Nuestra necesidad de liberación

 

Editorial

 

“Porque la raíz de todos los males es el afán de dinero, y algunos, por dejarse llevar de él, se extraviaron en la fe” se lee en la primera carta de Timoteo (6, 10). Si la liberación de ataduras como el pecado y la iniquidad, de los defectos y el apego a lo mundano, de la acumulación de riquezas y el regodearse en las posesiones superfluas y caducas, constituye un requisito (incanjeable e inalienable) para alcanzar la Vida Eterna, también lo es la posesión misma, es decir, de todo aquello que nos estorba; qué mejor imagen para ilustrar esto que Juan el Bautista durante su larga estadía en el desierto, sin más carga que su túnica y un pequeño morral y la verdad de sus palabras. La salvación es una liberación integral del hombre, liberación de la necesidad, nos lo recuerda la Doctrina Social de la Iglesia, pero también de la posesión como un enorme fardo del que hay que liberarse, con conciencia y sinceridad, antes de acabar sumergidos en esas aguas negras y pesadas de la perdición del alma.

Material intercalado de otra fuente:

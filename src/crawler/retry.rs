//! Retry budget and exponential backoff for transient fetch failures

use crate::config::EngineConfig;
use rand::Rng;
use std::time::Duration;

/// Backoff parameters shared by every item of a job
#[derive(Debug, Clone, Copy, PartialEq, Eq)]
pub struct RetryPolicy {
    /// Total attempts per item, including the first
    pub max_attempts: u32,
    pub base: Duration,
    pub ceiling: Duration,
}

impl RetryPolicy {
    pub fn new(max_attempts: u32, base: Duration, ceiling: Duration) -> Self {
        Self {
            max_attempts: max_attempts.max(1),
            base,
            ceiling,
        }
    }

    pub fn from_config(config: &EngineConfig) -> Self {
        Self::new(
            config.max_attempts,
            Duration::from_millis(config.backoff_base_ms),
            Duration::from_millis(config.backoff_ceiling_ms),
        )
    }

    /// Delay after the failed attempt with zero-based index `attempt`, before jitter
    pub fn backoff(&self, attempt: u32) -> Duration {
        self.scaled(attempt, 1.0)
    }

    /// `min(base * 2^attempt * factor, ceiling)`
    fn scaled(&self, attempt: u32, factor: f64) -> Duration {
        let exp = 2f64.powi(attempt.min(i32::MAX as u32) as i32);
        let secs = self.base.as_secs_f64() * exp * factor;
        Duration::from_secs_f64(secs.min(self.ceiling.as_secs_f64()))
    }

    /// Backoff with a uniform jitter factor in `[0.5, 1.5)`
    pub fn jittered(&self, attempt: u32) -> Duration {
        let factor = rand::thread_rng().gen_range(0.5..1.5);
        self.scaled(attempt, factor)
    }
}

/// What to do after a transient failure
#[derive(Debug, Clone, Copy, PartialEq, Eq)]
pub enum RetryDecision {
    /// Sleep for the given delay, then try again
    Retry(Duration),
    /// The attempt budget is spent
    GiveUp,
}

/// Retry bookkeeping for one work item
///
/// Lives only as long as the item is being processed.
#[derive(Debug, Clone, Default, PartialEq, Eq)]
pub struct RetryState {
    /// Attempts made so far
    pub attempt: u32,

    /// Delay chosen after the latest failure, if another attempt follows
    pub next_delay: Option<Duration>,
}

impl RetryState {
    pub fn new() -> Self {
        Self::default()
    }

    /// Records a failed attempt and decides whether another one follows
    pub fn record_failure(&mut self, policy: &RetryPolicy) -> RetryDecision {
        self.attempt += 1;

        if self.attempt >= policy.max_attempts {
            self.next_delay = None;
            return RetryDecision::GiveUp;
        }

        let delay = policy.jittered(self.attempt - 1);
        self.next_delay = Some(delay);
        RetryDecision::Retry(delay)
    }
}

#[cfg(test)]
mod tests {
    use super::*;

    fn policy() -> RetryPolicy {
        RetryPolicy::new(5, Duration::from_millis(100), Duration::from_millis(1000))
    }

    #[test]
    fn test_backoff_increases_until_ceiling() {
        let policy = policy();
        assert_eq!(policy.backoff(0), Duration::from_millis(100));
        assert_eq!(policy.backoff(1), Duration::from_millis(200));
        assert_eq!(policy.backoff(2), Duration::from_millis(400));
        assert_eq!(policy.backoff(3), Duration::from_millis(800));
        assert_eq!(policy.backoff(4), Duration::from_millis(1000));
        assert_eq!(policy.backoff(60), Duration::from_millis(1000));
    }

    #[test]
    fn test_backoff_strictly_increasing_below_ceiling() {
        let policy = RetryPolicy::new(10, Duration::from_millis(10), Duration::from_secs(60));
        let delays: Vec<_> = (0..10).map(|a| policy.backoff(a)).collect();
        assert!(delays.windows(2).all(|w| w[0] < w[1]));
    }

    #[test]
    fn test_jitter_stays_in_band() {
        let policy = policy();
        for _ in 0..200 {
            let d = policy.jittered(1);
            assert!(d >= Duration::from_millis(100));
            assert!(d < Duration::from_millis(300));
        }
        for _ in 0..50 {
            assert!(policy.jittered(10) <= Duration::from_millis(1000));
        }
    }

    #[test]
    fn test_attempt_budget() {
        let policy = RetryPolicy::new(3, Duration::from_millis(1), Duration::from_millis(5));
        let mut state = RetryState::new();

        assert!(matches!(state.record_failure(&policy), RetryDecision::Retry(_)));
        assert!(state.next_delay.is_some());
        assert!(matches!(state.record_failure(&policy), RetryDecision::Retry(_)));
        assert_eq!(state.record_failure(&policy), RetryDecision::GiveUp);
        assert_eq!(state.attempt, 3);
        assert_eq!(state.next_delay, None);
    }

    #[test]
    fn test_single_attempt_never_retries() {
        let policy = RetryPolicy::new(1, Duration::from_millis(1), Duration::from_millis(5));
        let mut state = RetryState::new();
        assert_eq!(state.record_failure(&policy), RetryDecision::GiveUp);
    }
}
//! Crawler module for fetching and processing work items
//!
//! This module contains the core crawling logic, including:
//! - HTTP fetching with error classification
//! - HTML parsing and link extraction
//! - Fingerprinting and dedup against the cache and record store
//! - Bounded retries with jittered exponential backoff
//! - The async, threaded and serial execution strategies

mod engine;
mod fetcher;
mod fingerprint;
mod parser;
mod retry;
mod strategy;
mod types;

pub use engine::{CrawlerEngine, EngineStats, EngineStatsSnapshot, Pacing};
pub use fetcher::{build_http_client, FetchedPage, Fetcher, HttpFetcher};
pub use fingerprint::{canonicalize_url, Fingerprint};
pub use parser::{extract_item_links, parse_html, ParsedPage};
pub use retry::{RetryDecision, RetryPolicy, RetryState};
pub use strategy::{dispatch, DispatchPlan, DispatchReport, WorkerEvent};
pub use types::{
    CrawledItem, ExecutionMode, IdentityRule, ItemError, Outcome, SkipReason, WorkItem,
};
//! Integration tests for the crawl engine
//!
//! These tests use wiremock to create mock HTTP servers and run jobs end-to-end
//! against SQLite databases in temporary directories.

mod common;
mod fetch_tests;
mod job_tests;
mod scheduler_tests;
//! Scheduler against a real task manager and SQLite state

use crate::common::{config, harness, mount_items};
use chrono::{Duration as ChronoDuration, Utc};
use harvest_engine::jobs::JobState;
use harvest_engine::scheduler::{Cadence, Scheduler, Tick};
use harvest_engine::storage::ScheduleStateStore;
use std::sync::Arc;
use std::time::Duration;
use wiremock::MockServer;

#[tokio::test]
async fn test_missed_slots_fire_one_catch_up_job() {
    let server = MockServer::start().await;
    let urls = mount_items(&server, 2, Duration::ZERO).await;
    let h = harness(|db| config(&urls, db, 2, ""));

    let now = Utc::now();
    h.store
        .save_last_fired("default", now - ChronoDuration::days(3))
        .unwrap();

    let scheduler = Scheduler::new(
        Arc::new(h.manager.clone()),
        h.store.clone(),
        "default",
        Cadence::every(Duration::from_secs(3600)),
        Duration::from_secs(1),
    );

    let job_id = match scheduler.tick(now) {
        Tick::Fired(job_id) => job_id,
        other => panic!("expected a catch-up fire, got {:?}", other),
    };
    assert_eq!(scheduler.tick(now), Tick::Idle);

    let job = h.manager.wait(job_id).await.unwrap();
    assert_eq!(job.state, JobState::Completed);
    assert_eq!(h.manager.list().len(), 1);
    assert_eq!(h.store.load_last_fired("default").unwrap(), Some(now));
}

#[tokio::test]
async fn test_running_job_skips_the_slot() {
    let server = MockServer::start().await;
    let urls = mount_items(&server, 2, Duration::from_millis(300)).await;
    let h = harness(|db| config(&urls, db, 2, ""));

    let running = h.manager.enqueue("default", None).unwrap();

    let now = Utc::now();
    let scheduler = Scheduler::new(
        Arc::new(h.manager.clone()),
        h.store.clone(),
        "default",
        Cadence::every(Duration::from_secs(60)),
        Duration::from_secs(1),
    )
    .with_baseline(now - ChronoDuration::hours(1));

    assert_eq!(scheduler.tick(now), Tick::Busy(running));
    assert_eq!(scheduler.tick(now), Tick::Idle);

    h.manager.wait(running).await.unwrap();
    assert_eq!(h.manager.list().len(), 1);
}

#[tokio::test]
async fn test_restarted_scheduler_does_not_fire_immediately() {
    let server = MockServer::start().await;
    let urls = mount_items(&server, 1, Duration::ZERO).await;
    let h = harness(|db| config(&urls, db, 1, "\n[scheduler]\nenabled = true\n"));

    let scheduler = Scheduler::from_config(
        Arc::new(h.manager.clone()),
        h.store.clone(),
        &h.config.scheduler,
    )
    .unwrap();

    assert_eq!(scheduler.tick(Utc::now()), Tick::Idle);
    assert!(h.manager.list().is_empty());
}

La mujer de Samaria que dio de beber agua a Jesús en el pozo se supo, al momento, liberada de un peso que desconocía que llevaba sobre sus hombros. Le bastó darse cuenta que no poseía gran cosa, pero que sus posesiones se limitaban a una herencia que más que provecho le había traído una ceguera para el amor, para entregarse en toda su dignidad humana. Jesús sabía que esa mujer de Samaria (de la que no conocemos su nombre, la llamamos la Samaritana) era una mujer con sed: y más que de esa agua que llevaba a la boca con el cántaro, ella requería saciar una sed de liberación, de la posesión que volvía pesado su caminar y nublado su horizonte. La necesidad de la conversión y la transformación de la conciencia constituían el agua que Jesús puso en su boca, y quedó saciada, liberada.

Esta necesidad de liberación se ahonda en los cristianos católicos que en todo quieren imitar a Jesús, y en especial en este tiempo de Cuaresma, ya en vísperas de celebrar el misterio más grande de la fe: la Muerte y Resurrección de Jesucristo, nuestro Señor. En él, imagen que proviene del Padre, se inserta la historia, toda la historia y nuestra historia particular, porque por Él se hicieron todas las cosas y porque hacia Él tiende todo esfuerzo humano por amor a los semejantes. Si lejos de Él no podemos hacer gran cosa, más que vagar y alejarnos del espíritu de la verdad, no perdamos más tiempo y dejemos en sus pies nuestra necesidad de liberación, nuestra ansia de conversión y nuestro deseo de salvación. Porque “nadie va al Padre (a la Casa del Padre, a la Vida Eterna) si no es por mí”, dijo el Señor.

A aquel joven que se le acerca a Jesús, un joven con muchas riquezas y posesiones, para preguntarle qué debe hacer para sentarse algún día a su mesa y a la de su Padre, Cristo le recomienda vender (dar a los pobres, a los necesitados, a quienes se te acercan con urgencias, impelidos por la ayuda y la caridad) todo lo que tiene, deshacerse de sus posesiones, liberarse de todo ese atado de enseres que le obstaculizan una vivencia digna y amorosa de la vida, largar en el camino aun aquello que brilla y refulge ante los ojos avariciosos. Sin comprender el mensaje de que él necesitaba ser liberado de sus múltiples posesiones, el joven se aleja contrito, decepcionado de que esa sola cosa que se le pidió no se alineara con sus pretensiones. No seamos como ese joven rico y nos dediquemos a cuidar rancho con esas posesiones que nos enceguecen el alma y nos impiden amar a plenitud. La verdadera humanidad del hombre está en darse a sus semejantes, y darse en su totalidad, en toda la expresión de la palabra. Porque nuestra necesidad de liberación es grande, aun cuando todavía no nos hayamos dado cuenta de ello.